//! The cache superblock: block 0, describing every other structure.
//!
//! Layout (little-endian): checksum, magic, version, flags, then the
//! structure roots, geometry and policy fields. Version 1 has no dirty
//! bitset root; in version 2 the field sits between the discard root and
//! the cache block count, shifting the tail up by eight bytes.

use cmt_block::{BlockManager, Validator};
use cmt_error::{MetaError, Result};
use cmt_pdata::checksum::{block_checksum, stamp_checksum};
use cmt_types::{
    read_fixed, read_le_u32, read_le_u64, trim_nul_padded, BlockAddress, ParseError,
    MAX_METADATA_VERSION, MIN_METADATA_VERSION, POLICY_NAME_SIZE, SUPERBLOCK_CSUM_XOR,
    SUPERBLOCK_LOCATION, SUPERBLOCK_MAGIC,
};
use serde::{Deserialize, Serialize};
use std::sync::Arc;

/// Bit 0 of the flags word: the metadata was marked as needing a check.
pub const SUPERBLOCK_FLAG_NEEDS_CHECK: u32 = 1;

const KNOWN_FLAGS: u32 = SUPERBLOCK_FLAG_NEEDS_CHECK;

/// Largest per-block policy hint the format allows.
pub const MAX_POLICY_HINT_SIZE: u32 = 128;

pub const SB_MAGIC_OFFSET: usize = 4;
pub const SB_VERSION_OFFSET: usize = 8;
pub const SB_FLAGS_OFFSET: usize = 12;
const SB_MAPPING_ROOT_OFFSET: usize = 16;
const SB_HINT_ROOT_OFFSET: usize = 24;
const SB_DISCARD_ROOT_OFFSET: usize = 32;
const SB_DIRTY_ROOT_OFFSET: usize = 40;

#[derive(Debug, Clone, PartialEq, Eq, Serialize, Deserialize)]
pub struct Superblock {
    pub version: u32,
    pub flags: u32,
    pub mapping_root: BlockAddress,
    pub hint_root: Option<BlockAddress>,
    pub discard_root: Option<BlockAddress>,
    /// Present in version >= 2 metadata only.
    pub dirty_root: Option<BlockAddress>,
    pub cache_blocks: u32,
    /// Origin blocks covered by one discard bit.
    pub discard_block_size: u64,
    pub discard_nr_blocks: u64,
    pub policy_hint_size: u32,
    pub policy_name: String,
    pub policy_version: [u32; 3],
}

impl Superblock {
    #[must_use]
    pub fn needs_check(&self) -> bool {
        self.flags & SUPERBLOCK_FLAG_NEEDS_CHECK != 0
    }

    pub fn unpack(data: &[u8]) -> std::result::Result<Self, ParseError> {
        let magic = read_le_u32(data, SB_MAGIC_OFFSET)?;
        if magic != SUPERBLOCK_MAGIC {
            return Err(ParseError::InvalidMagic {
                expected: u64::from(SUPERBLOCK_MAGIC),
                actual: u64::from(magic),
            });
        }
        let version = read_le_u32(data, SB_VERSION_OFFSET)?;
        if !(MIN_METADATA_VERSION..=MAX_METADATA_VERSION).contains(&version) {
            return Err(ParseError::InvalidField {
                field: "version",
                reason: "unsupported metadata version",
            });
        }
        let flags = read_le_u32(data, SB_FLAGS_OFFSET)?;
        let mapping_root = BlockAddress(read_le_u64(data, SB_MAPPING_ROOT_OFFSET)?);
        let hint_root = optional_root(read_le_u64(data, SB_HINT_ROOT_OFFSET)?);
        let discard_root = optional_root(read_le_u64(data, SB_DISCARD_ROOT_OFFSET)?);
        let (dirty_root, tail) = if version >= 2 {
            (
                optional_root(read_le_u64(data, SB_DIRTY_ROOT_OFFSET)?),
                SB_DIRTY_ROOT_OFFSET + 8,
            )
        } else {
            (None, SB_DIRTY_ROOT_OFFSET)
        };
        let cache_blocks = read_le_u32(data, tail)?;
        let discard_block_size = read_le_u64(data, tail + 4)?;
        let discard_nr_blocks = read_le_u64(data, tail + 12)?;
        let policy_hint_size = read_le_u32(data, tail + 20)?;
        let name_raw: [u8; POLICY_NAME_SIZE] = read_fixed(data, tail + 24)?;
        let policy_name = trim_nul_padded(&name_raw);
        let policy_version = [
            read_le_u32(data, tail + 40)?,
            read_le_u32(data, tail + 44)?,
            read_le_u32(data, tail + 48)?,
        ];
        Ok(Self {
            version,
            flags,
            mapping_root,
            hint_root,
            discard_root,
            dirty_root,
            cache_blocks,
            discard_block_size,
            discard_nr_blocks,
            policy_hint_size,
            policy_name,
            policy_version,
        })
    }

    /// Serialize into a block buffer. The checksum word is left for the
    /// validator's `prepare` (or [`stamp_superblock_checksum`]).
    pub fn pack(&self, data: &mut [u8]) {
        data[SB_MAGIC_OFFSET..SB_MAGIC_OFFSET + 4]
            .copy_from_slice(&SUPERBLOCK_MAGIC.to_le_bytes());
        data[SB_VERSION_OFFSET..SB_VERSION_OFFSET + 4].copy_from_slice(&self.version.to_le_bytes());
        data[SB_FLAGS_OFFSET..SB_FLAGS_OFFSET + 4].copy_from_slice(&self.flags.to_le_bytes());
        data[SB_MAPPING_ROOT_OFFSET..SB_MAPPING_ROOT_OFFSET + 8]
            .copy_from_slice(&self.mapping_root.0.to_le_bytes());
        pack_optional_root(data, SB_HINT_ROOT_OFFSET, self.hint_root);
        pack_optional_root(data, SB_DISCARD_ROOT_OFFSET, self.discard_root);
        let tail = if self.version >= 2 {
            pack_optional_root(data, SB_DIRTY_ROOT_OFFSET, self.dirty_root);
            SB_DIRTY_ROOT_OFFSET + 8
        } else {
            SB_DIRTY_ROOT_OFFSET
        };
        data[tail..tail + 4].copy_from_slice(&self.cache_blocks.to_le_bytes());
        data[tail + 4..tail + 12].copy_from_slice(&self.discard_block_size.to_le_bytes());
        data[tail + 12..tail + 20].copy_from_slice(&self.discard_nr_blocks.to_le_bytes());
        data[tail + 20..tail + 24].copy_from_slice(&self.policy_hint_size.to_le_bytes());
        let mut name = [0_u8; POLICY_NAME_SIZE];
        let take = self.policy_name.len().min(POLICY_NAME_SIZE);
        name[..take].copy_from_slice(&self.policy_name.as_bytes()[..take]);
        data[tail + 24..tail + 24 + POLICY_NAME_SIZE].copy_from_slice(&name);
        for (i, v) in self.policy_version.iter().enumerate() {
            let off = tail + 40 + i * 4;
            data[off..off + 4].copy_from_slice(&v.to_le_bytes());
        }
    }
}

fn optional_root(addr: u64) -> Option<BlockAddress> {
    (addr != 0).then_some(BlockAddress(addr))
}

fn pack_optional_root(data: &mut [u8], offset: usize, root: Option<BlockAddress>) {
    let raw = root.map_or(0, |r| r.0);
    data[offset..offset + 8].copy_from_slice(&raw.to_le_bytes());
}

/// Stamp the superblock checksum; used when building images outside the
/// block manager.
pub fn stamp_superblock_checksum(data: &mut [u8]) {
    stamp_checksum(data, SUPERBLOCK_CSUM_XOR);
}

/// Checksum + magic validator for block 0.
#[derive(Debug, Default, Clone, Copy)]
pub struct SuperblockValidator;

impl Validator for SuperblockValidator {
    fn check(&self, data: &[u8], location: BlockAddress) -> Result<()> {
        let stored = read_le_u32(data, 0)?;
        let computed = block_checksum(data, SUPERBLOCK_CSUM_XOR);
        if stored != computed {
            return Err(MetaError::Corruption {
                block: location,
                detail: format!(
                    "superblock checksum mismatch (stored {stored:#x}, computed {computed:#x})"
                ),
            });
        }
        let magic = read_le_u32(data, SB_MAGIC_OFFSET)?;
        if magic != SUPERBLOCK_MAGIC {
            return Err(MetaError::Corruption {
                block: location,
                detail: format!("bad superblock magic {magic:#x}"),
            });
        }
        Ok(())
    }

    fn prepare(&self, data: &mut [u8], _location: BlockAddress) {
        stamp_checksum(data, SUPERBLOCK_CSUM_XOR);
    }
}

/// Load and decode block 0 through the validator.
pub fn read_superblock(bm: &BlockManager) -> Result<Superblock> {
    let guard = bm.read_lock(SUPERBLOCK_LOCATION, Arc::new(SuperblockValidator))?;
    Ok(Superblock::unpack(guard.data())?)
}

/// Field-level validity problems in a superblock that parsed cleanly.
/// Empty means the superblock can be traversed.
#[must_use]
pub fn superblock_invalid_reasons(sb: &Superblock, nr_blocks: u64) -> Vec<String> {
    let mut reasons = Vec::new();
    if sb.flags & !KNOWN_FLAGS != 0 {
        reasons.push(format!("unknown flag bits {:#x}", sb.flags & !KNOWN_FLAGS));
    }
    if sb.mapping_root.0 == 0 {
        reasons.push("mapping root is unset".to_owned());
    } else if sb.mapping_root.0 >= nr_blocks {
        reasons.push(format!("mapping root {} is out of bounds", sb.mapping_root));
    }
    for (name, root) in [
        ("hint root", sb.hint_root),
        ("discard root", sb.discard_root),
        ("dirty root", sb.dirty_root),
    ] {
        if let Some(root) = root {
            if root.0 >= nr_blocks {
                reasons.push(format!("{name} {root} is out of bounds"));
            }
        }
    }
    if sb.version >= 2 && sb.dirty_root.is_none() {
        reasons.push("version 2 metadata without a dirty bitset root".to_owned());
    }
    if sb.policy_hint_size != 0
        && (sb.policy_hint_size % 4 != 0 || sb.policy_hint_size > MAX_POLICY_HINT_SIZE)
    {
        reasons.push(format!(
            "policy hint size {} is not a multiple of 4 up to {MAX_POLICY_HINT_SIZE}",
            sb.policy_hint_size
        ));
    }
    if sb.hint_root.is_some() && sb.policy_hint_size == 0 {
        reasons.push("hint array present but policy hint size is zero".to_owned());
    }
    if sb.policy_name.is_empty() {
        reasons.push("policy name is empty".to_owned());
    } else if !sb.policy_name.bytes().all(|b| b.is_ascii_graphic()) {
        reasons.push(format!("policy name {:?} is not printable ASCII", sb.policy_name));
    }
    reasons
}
—————
**EXERCISE DETAILS:** Please give again the lines above between the line holding "fn optional_root(addr: u64)" and the line holding "impl Validator for", inclusive, exactly as they are and with nothing added.

**RESPONSE TO THIS EXERCISE:**
fn optional_root(addr: u64) -> Option<BlockAddress> {
    (addr != 0).then_some(BlockAddress(addr))
}

fn pack_optional_root(data: &mut [u8], offset: usize, root: Option<BlockAddress>) {
    let raw = root.map_or(0, |r| r.0);
    data[offset..offset + 8].copy_from_slice(&raw.to_le_bytes());
}

/// Stamp the superblock checksum; used when building images outside the
/// block manager.
pub fn stamp_superblock_checksum(data: &mut [u8]) {
    stamp_checksum(data, SUPERBLOCK_CSUM_XOR);
}

/// Checksum + magic validator for block 0.
#[derive(Debug, Default, Clone, Copy)]
pub struct SuperblockValidator;

impl Validator for SuperblockValidator {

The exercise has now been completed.